Разумеется, все это очень быстро заканчивается дискуссией о духовности. Оба главных оппонента сходятся на том, что русский народ — ребенок. Только для одной стороны это отрицательная констатация: мол, русские во всем инфантильны, — а для другой положительная: да, инфантильны, зато и верят как дети, горячо и искренне, — словом, «Пустите детей приходить ко Мне и не препятствуйте им, ибо таковых есть Царствие Божие». Потом они пытаются эту констатацию как-то расширить, но получается плохо, причем не у них, а у автора. Вся книга производит впечатление отважного и честного, но очень дилетантского проекта — Понизовский обладает хорошим языком, но не владеет им, умудряясь вслед за очень точными, именно что «достоевскими» в хорошем смысле пассажами вставить совершенно глухую разговорную фразу из тех, при виде которых сразу вспоминаются соцсети: он человек явно талантливый, но совсем не литератор, так как почти не контролирует писательский аппарат и способен одним лишним движением похоронить тщательно выстраиваемую конструкцию текущего повествования. Основная же беда в том, что в области философского и социального анализа он точно такой же дилетант, как и в писательском деле: несмотря на все структуралистские и семиотические покушения, за пределы идей любви, веры, особого русского пути, умиления и умаления книга не выходит, а доказательная база здешних собеседников вся состоит из ссылок на лежащие в шаговой доступности примеры и цитаты: если Достоевский — то непременно Легенда об инквизиторе, если Бродский — то Постум, если женщина — то хранительница очага, если мужчина — то добытчик, если Россия — то страдающая, Бог есть, смерть неизбежна. Воля ваша, а делать из подобных рассуждений пятьсот страниц — мероприятие не слишком гуманное, даже с учетом того, что половину этих страниц составляют рассказы настоящих живых людей о своем житье-бытье — рассказы, что решительно отказываются ложиться в схему, которую строит автор.

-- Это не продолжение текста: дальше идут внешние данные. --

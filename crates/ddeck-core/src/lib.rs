//! # ddeck-core - Core Domain Types
//!
//! Foundation crate for deploy-deck. Provides the device model, the
//! connection-time cache, device reconciliation, error handling and logging.
//!
//! This crate has **zero internal dependencies** and performs no I/O apart
//! from log setup.
//!
//! ## Public API
//!
//! ### Device Model (`types`)
//! - [`VirtualDevice`] - A configured AVD, connected or not
//! - [`ConnectedDevice`] - A live device reported by adb
//! - [`PhysicalDevice`] - A connected device with no AVD
//! - [`Device`] - Reconciled record (`Virtual` or `Physical`)
//! - [`AndroidDevice`] - Platform handle behind each record
//!
//! ### Reconciliation (`reconcile`)
//! - [`reconcile()`] - Merge AVDs with connected devices
//! - [`virtual_device_if_connected()`] - Claim the connected device for one AVD
//!
//! ### Time (`clock`, `connection_time`)
//! - [`Clock`], [`SystemClock`], [`FixedClock`] - Substitutable time source
//! - [`ConnectionTimes`] - First-seen instant per device key
//!
//! ### Error Handling (`error`)
//! - [`Error`] - Custom error enum with `fatal` vs `recoverable` classification
//! - [`Result`] - Type alias for `std::result::Result<T, Error>`
//! - [`ResultExt`] - Extension trait for adding error context
//!
//! ## Prelude
//!
//! Import commonly used types with:
//! ```rust
//! use ddeck_core::prelude::*;
//! ```

pub mod clock;
pub mod connection_time;
pub mod error;
pub mod logging;
pub mod prelude;
pub mod reconcile;
#[cfg(any(test, feature = "test-helpers"))]
pub mod test_utils;
pub mod types;

pub use clock::{Clock, FixedClock, SystemClock};
pub use connection_time::ConnectionTimes;
pub use error::{Error, Result, ResultExt};
pub use reconcile::{reconcile, virtual_device_if_connected};
pub use types::{
    AndroidDevice, ConnectedDevice, Device, PhysicalDevice, VirtualDevice,
    EMULATOR_SERIAL_PREFIX,
};
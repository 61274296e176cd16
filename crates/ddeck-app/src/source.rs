//! Where configured and connected devices come from
//!
//! [`DeviceSource`] is the seam between the getter and the Android tools.
//! [`SdkDeviceSource`] is the real implementation; tests substitute fakes.

use ddeck_core::prelude::*;
use ddeck_core::{ConnectedDevice, VirtualDevice};
use ddeck_daemon::{list_android_avds, AdbOptions, DeviceBridge, ToolAvailability};
use std::time::Duration;

use crate::config::DeviceSettings;

/// Supplies snapshots of virtual and connected devices
#[trait_variant::make(DeviceSource: Send)]
pub trait LocalDeviceSource {
    /// Configured virtual devices, all disconnected, in display order
    async fn virtual_devices(&self) -> Result<Vec<VirtualDevice>>;

    /// Devices currently reachable through the device bridge
    async fn connected_devices(&self) -> Result<Vec<ConnectedDevice>>;
}

/// Device source backed by the Android SDK `emulator` and `adb` tools
///
/// A missing tool yields an empty list rather than an error.
#[derive(Debug, Clone)]
pub struct SdkDeviceSource {
    tools: ToolAvailability,
    bridge: Option<DeviceBridge>,
    timeout: Duration,
}

impl SdkDeviceSource {
    pub fn new(tools: ToolAvailability, settings: &DeviceSettings) -> Self {
        let options = AdbOptions {
            timeout: settings.discovery_timeout(),
            include_offline: settings.include_offline,
        };
        let bridge = match DeviceBridge::from_tools(&tools, options) {
            Ok(bridge) => {
                debug!("Using adb at {}", bridge.adb_path().display());
                Some(bridge)
            }
            Err(e) => {
                debug!("No device bridge: {}", e);
                None
            }
        };

        Self {
            tools,
            bridge,
            timeout: settings.discovery_timeout(),
        }
    }

    /// Detect tools from settings and build a source
    pub fn detect(settings: &DeviceSettings) -> Self {
        let tools = ToolAvailability::check(
            settings.adb_override().as_deref(),
            settings.emulator_override().as_deref(),
        );
        Self::new(tools, settings)
    }

    pub fn tools(&self) -> &ToolAvailability {
        &self.tools
    }

    /// The adb bridge, absent when adb was not found
    pub fn bridge(&self) -> Option<&DeviceBridge> {
        self.bridge.as_ref()
    }
}

impl DeviceSource for SdkDeviceSource {
    async fn virtual_devices(&self) -> Result<Vec<VirtualDevice>> {
        if !self.tools.has_emulator() {
            trace!("No emulator tool, skipping AVD listing");
            return Ok(Vec::new());
        }
        list_android_avds(&self.tools, self.timeout).await
    }

    async fn connected_devices(&self) -> Result<Vec<ConnectedDevice>> {
        match &self.bridge {
            Some(bridge) => bridge.connected_devices().await,
            None => {
                trace!("No adb tool, skipping connected devices");
                Ok(Vec::new())
            }
        }
    }
}
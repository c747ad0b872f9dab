//! # Rapier物理后端
//!
//! 基于rapier3d实现 [`PhysicsEngine`]：
//!
//! - 部件：带质量的盒状碰撞体
//! - 光标：基于位置的运动学刚体，没有碰撞体
//! - 锥形-扭转关节：锁定三个平移自由度的 `GenericJoint`，
//!   扭转限制在 AngX 上，摆动限制在 AngY/AngZ 上
//! - 抓取约束：球铰关节，创建时禁用
//!
//! rapier使用nalgebra，这里在边界上与bevy的glam类型互相转换。

use super::settings::PhysicsSettings;
use crate::rig::{
    BodyDesc, BodyKind, BodyPose, BodyShape, ConeTwistDesc, ConstraintHandle, PhysicsEngine,
    RigError, RigResult, RigidBodyHandle,
};
use bevy::log::debug;
use bevy::math::{Quat, Vec3};
use rapier3d::na::Unit;
use rapier3d::prelude::{
    CCDSolver, ColliderBuilder, ColliderSet, DefaultBroadPhase, GenericJoint,
    GenericJointBuilder, ImpulseJointHandle, ImpulseJointSet, IntegrationParameters,
    IslandManager, JointAxesMask, JointAxis, MultibodyJointSet, NarrowPhase, PhysicsPipeline,
    Point, QueryPipeline, Real, RigidBodyBuilder, RigidBodySet, SphericalJointBuilder, Vector,
};
use std::collections::HashMap;
use std::f32::consts::FRAC_1_SQRT_2;
use std::num::NonZeroUsize;

type RapierBodyHandle = rapier3d::prelude::RigidBodyHandle;

/// 部件摩擦系数
const FRICTION: Real = 0.5;

fn to_vector(v: Vec3) -> Vector<Real> {
    Vector::new(v.x, v.y, v.z)
}

fn to_point(v: Vec3) -> Point<Real> {
    Point::new(v.x, v.y, v.z)
}

/// rapier物理世界
pub struct RapierEngine {
    gravity: Vector<Real>,
    integration_parameters: IntegrationParameters,
    physics_pipeline: PhysicsPipeline,
    island_manager: IslandManager,
    broad_phase: DefaultBroadPhase,
    narrow_phase: NarrowPhase,
    bodies: RigidBodySet,
    colliders: ColliderSet,
    impulse_joints: ImpulseJointSet,
    multibody_joints: MultibodyJointSet,
    ccd_solver: CCDSolver,
    query_pipeline: QueryPipeline,

    /// 对外句柄 → rapier句柄
    body_handles: HashMap<RigidBodyHandle, RapierBodyHandle>,
    joint_handles: HashMap<ConstraintHandle, ImpulseJointHandle>,
    next_id: u32,
    time: f32,
}

impl RapierEngine {
    pub fn new(settings: &PhysicsSettings) -> Self {
        let mut integration_parameters = IntegrationParameters::default();
        integration_parameters.dt = settings.timestep;
        if let Some(iterations) = NonZeroUsize::new(settings.solver_iterations) {
            integration_parameters.num_solver_iterations = iterations;
        }

        Self {
            gravity: to_vector(settings.gravity),
            integration_parameters,
            physics_pipeline: PhysicsPipeline::new(),
            island_manager: IslandManager::new(),
            broad_phase: DefaultBroadPhase::new(),
            narrow_phase: NarrowPhase::new(),
            bodies: RigidBodySet::new(),
            colliders: ColliderSet::new(),
            impulse_joints: ImpulseJointSet::new(),
            multibody_joints: MultibodyJointSet::new(),
            ccd_solver: CCDSolver::new(),
            query_pipeline: QueryPipeline::new(),
            body_handles: HashMap::new(),
            joint_handles: HashMap::new(),
            next_id: 0,
            time: 0.0,
        }
    }

    /// 推进一个时间步
    pub fn step(&mut self) {
        self.physics_pipeline.step(
            &self.gravity,
            &self.integration_parameters,
            &mut self.island_manager,
            &mut self.broad_phase,
            &mut self.narrow_phase,
            &mut self.bodies,
            &mut self.colliders,
            &mut self.impulse_joints,
            &mut self.multibody_joints,
            &mut self.ccd_solver,
            Some(&mut self.query_pipeline),
            &(),
            &(),
        );
        self.time += self.integration_parameters.dt;
    }

    /// 已仿真的时间（秒）
    pub fn time(&self) -> f32 {
        self.time
    }

    pub fn body_count(&self) -> usize {
        self.body_handles.len()
    }

    pub fn constraint_count(&self) -> usize {
        self.joint_handles.len()
    }

    fn next_id(&mut self) -> u32 {
        self.next_id += 1;
        self.next_id
    }

    fn rapier_body(&self, body: RigidBodyHandle) -> RigResult<RapierBodyHandle> {
        self.body_handles
            .get(&body)
            .copied()
            .ok_or_else(|| RigError::UnknownHandle(body.to_string()))
    }

    fn insert_joint(
        &mut self,
        body_a: RigidBodyHandle,
        body_b: RigidBodyHandle,
        joint: GenericJoint,
    ) -> RigResult<ConstraintHandle> {
        let a = self.rapier_body(body_a)?;
        let b = self.rapier_body(body_b)?;
        let rapier_handle = self.impulse_joints.insert(a, b, joint, true);

        let handle = ConstraintHandle(self.next_id());
        self.joint_handles.insert(handle, rapier_handle);
        Ok(handle)
    }

    fn set_enabled(&mut self, constraint: ConstraintHandle, enabled: bool) {
        let Some(&rapier_handle) = self.joint_handles.get(&constraint) else {
            return;
        };
        let Some(joint) = self.impulse_joints.get_mut(rapier_handle) else {
            return;
        };
        if joint.data.is_enabled() == enabled {
            return;
        }
        joint.data.set_enabled(enabled);

        // 约束状态变化后唤醒两端刚体
        let ends = [joint.body1, joint.body2];
        for end in ends {
            if let Some(body) = self.bodies.get_mut(end) {
                body.wake_up(true);
            }
        }
        debug!("{constraint} enabled = {enabled}");
    }
}

impl PhysicsEngine for RapierEngine {
    fn is_ready(&self) -> bool {
        self.integration_parameters.dt > 0.0
    }

    fn create_rigid_body(&mut self, desc: &BodyDesc) -> RigResult<RigidBodyHandle> {
        let builder = match desc.kind {
            BodyKind::Dynamic => RigidBodyBuilder::dynamic(),
            BodyKind::Kinematic => RigidBodyBuilder::kinematic_position_based(),
            BodyKind::Static => RigidBodyBuilder::fixed(),
        };
        let body = builder
            .translation(to_vector(desc.position))
            .linear_damping(desc.linear_damping)
            .can_sleep(false)
            .build();
        let rapier_handle = self.bodies.insert(body);

        if let BodyShape::Cuboid { half_extents } = desc.shape {
            let mut collider =
                ColliderBuilder::cuboid(half_extents.x, half_extents.y, half_extents.z)
                    .friction(FRICTION);
            if desc.kind == BodyKind::Dynamic {
                collider = collider.mass(desc.mass);
            }
            self.colliders
                .insert_with_parent(collider.build(), rapier_handle, &mut self.bodies);
        }

        let handle = RigidBodyHandle(self.next_id());
        self.body_handles.insert(handle, rapier_handle);
        Ok(handle)
    }

    fn create_cone_twist_constraint(
        &mut self,
        body_a: RigidBodyHandle,
        body_b: RigidBodyHandle,
        desc: &ConeTwistDesc,
    ) -> RigResult<ConstraintHandle> {
        // 两个摆动轴各取锥角的 1/√2，使组合摆动不超出锥面
        let swing = desc.cone_limit * FRAC_1_SQRT_2;
        let joint = GenericJointBuilder::new(JointAxesMask::LIN_AXES)
            .local_anchor1(to_point(desc.pivot_a))
            .local_anchor2(to_point(desc.pivot_b))
            .local_axis1(Unit::new_normalize(to_vector(desc.axis_a)))
            .local_axis2(Unit::new_normalize(to_vector(desc.axis_b)))
            .limits(JointAxis::AngX, [-desc.twist_limit, desc.twist_limit])
            .limits(JointAxis::AngY, [-swing, swing])
            .limits(JointAxis::AngZ, [-swing, swing])
            .contacts_enabled(false)
            .build();
        self.insert_joint(body_a, body_b, joint)
    }

    fn create_point_to_point_constraint(
        &mut self,
        body_a: RigidBodyHandle,
        body_b: RigidBodyHandle,
        pivot_a: Vec3,
        pivot_b: Vec3,
    ) -> RigResult<ConstraintHandle> {
        let mut joint: GenericJoint = SphericalJointBuilder::new()
            .local_anchor1(to_point(pivot_a))
            .local_anchor2(to_point(pivot_b))
            .contacts_enabled(false)
            .build()
            .into();
        joint.set_enabled(false);
        self.insert_joint(body_a, body_b, joint)
    }

    fn enable(&mut self, constraint: ConstraintHandle) {
        self.set_enabled(constraint, true);
    }

    fn disable(&mut self, constraint: ConstraintHandle) {
        self.set_enabled(constraint, false);
    }

    fn is_enabled(&self, constraint: ConstraintHandle) -> bool {
        self.joint_handles
            .get(&constraint)
            .and_then(|&h| self.impulse_joints.get(h))
            .map(|joint| joint.data.is_enabled())
            .unwrap_or(false)
    }

    fn set_position(&mut self, body: RigidBodyHandle, position: Vec3) {
        let Some(&rapier_handle) = self.body_handles.get(&body) else {
            return;
        };
        let Some(rb) = self.bodies.get_mut(rapier_handle) else {
            return;
        };
        if rb.is_kinematic() {
            rb.set_next_kinematic_translation(to_vector(position));
        } else {
            rb.set_translation(to_vector(position), true);
        }
    }

    fn body_pose(&self, body: RigidBodyHandle) -> Option<BodyPose> {
        let rapier_handle = self.body_handles.get(&body)?;
        let rb = self.bodies.get(*rapier_handle)?;
        let t = rb.translation();
        let r = rb.rotation();
        Some(BodyPose {
            position: Vec3::new(t.x, t.y, t.z),
            rotation: Quat::from_xyzw(r.i, r.j, r.k, r.w),
        })
    }

    fn remove_constraint(&mut self, constraint: ConstraintHandle) {
        if let Some(rapier_handle) = self.joint_handles.remove(&constraint) {
            self.impulse_joints.remove(rapier_handle, true);
        }
    }

    fn remove_rigid_body(&mut self, body: RigidBodyHandle) {
        let Some(rapier_handle) = self.body_handles.remove(&body) else {
            return;
        };
        self.bodies.remove(
            rapier_handle,
            &mut self.island_manager,
            &mut self.colliders,
            &mut self.impulse_joints,
            &mut self.multibody_joints,
            true,
        );
        // rapier会一并删除挂在该刚体上的关节
        let joints = &self.impulse_joints;
        self.joint_handles.retain(|_, h| joints.get(*h).is_some());
    }
}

В итоге, по моим представлениям, большую часть того шума, который подняла пресса по поводу этой книги, срежиссировал — неосознанно, конечно, — сам Понизовский, который просто вышел в наш скептический век к рампе и сказал: «А я буду сейчас говорить о душе». Публика, натурально, всколыхнулась от такой дерзости, в ней сразу наметились сторонники бесед о душе, которые всегда готовы сказать: «Вот это настоящая тема, не то что ваш постмодернизм», — и противники, которые заговорили о том, что в наш век, в котором, как пишут в соцсетях, «все сложно», надобно иметь ясное представление о собственности на землю и о Хайдеггере, чтобы вот так вот взять и заговорить о душе. Это все чистая правда, однако любому, кто прочитал книгу Понизовского внимательно, станет очевидным, что в самой книге материала нет даже на начало такого спора: на сайтах народной поэзии лежат еще более смелые рассуждения о русской душе, однако никто не берется осуждать или превозносить их за смелость, и заслуга Понизовского тут только в том, что он примерно того же уровня воззрения — дилетантские как в философском, так и в социологическом плане, — облек весьма приличным русским языком и обрамил рассказами подлинных людей. То есть совершенно очевидно, что в прошедшей дискуссии люди оппонировали не его книге, а старым своим товарищам и противникам по медийной среде (которая у нас сосуд весьма тесный), для обличения коих книга Понизовского дала очередной повод.